START DATA TO EXAMINE

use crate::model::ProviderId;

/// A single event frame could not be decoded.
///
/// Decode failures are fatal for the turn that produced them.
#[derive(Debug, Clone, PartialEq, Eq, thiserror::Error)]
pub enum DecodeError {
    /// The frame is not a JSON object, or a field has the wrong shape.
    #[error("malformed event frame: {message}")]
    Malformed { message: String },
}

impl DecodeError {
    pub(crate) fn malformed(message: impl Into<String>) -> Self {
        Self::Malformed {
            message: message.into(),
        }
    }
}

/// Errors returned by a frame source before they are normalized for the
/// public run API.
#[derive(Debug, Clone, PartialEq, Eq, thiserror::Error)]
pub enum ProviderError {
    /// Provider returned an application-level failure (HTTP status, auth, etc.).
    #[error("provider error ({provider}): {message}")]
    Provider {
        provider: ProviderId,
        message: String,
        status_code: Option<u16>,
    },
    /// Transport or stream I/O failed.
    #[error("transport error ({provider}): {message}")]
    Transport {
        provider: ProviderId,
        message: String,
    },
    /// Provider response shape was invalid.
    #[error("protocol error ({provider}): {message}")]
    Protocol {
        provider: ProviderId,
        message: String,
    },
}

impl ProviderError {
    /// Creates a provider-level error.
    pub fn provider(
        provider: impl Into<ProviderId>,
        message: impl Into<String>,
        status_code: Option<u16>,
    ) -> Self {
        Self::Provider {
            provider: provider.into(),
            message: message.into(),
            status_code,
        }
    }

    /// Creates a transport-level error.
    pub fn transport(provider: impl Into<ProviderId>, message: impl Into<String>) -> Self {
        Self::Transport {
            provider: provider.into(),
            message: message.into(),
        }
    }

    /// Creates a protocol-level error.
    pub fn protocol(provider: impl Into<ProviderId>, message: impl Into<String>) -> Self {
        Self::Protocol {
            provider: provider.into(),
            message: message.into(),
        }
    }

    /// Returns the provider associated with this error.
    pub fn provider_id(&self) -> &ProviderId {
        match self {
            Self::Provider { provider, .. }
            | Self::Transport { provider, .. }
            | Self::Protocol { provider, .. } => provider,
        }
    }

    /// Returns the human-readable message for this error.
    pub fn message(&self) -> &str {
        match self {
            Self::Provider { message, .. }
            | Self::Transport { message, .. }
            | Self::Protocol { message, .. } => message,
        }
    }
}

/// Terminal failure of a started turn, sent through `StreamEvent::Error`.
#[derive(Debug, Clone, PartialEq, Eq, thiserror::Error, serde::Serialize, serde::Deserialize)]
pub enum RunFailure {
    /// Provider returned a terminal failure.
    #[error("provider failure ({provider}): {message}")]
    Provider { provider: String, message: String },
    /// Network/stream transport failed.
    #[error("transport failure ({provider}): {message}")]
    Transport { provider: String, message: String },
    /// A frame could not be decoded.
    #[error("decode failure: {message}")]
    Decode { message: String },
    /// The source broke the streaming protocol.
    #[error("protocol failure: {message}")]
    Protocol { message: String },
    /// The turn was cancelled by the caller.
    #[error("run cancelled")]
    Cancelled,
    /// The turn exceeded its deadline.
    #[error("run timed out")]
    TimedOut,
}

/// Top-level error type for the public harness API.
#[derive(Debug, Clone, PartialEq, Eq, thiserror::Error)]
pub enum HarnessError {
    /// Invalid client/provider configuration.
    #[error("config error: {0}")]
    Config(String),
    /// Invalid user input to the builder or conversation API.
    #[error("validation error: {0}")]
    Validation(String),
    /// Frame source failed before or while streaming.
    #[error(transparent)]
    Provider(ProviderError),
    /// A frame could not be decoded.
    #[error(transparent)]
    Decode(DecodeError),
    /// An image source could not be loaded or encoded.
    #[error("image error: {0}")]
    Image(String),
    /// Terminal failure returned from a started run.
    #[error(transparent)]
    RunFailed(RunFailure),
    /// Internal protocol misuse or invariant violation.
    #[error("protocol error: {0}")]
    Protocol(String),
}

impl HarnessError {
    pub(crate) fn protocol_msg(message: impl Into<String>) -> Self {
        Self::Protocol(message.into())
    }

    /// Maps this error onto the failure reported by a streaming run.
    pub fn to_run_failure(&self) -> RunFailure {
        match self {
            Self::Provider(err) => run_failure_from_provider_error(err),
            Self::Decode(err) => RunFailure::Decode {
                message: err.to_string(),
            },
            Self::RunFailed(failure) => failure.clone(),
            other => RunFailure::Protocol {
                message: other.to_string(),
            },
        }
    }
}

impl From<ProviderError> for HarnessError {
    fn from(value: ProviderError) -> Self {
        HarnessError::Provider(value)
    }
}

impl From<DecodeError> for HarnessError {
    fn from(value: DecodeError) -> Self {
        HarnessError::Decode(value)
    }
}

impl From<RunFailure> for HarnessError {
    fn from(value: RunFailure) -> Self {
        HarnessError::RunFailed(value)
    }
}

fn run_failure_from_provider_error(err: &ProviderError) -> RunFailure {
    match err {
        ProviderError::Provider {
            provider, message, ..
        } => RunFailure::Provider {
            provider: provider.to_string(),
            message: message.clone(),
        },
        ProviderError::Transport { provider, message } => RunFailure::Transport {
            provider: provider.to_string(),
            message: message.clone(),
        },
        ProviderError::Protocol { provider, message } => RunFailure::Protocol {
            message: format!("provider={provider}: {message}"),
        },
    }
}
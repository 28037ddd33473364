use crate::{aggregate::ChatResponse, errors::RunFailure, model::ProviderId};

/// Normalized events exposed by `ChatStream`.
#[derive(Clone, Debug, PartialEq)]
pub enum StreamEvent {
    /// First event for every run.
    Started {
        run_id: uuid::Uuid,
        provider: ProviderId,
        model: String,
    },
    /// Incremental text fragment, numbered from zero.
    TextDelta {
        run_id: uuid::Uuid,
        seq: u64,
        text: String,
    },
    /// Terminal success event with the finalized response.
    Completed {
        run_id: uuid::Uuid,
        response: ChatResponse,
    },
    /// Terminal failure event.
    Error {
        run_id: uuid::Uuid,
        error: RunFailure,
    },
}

END DATA TO EXAMINE

- _ACTIVITY_
In the records above, locate every line with the string "HarnessError" and copy it.

- _RESPONSE FOR THIS EXERCISE_
pub enum HarnessError {
impl HarnessError {
impl From<ProviderError> for HarnessError {
        HarnessError::Provider(value)
impl From<DecodeError> for HarnessError {
        HarnessError::Decode(value)
impl From<RunFailure> for HarnessError {
        HarnessError::RunFailed(value)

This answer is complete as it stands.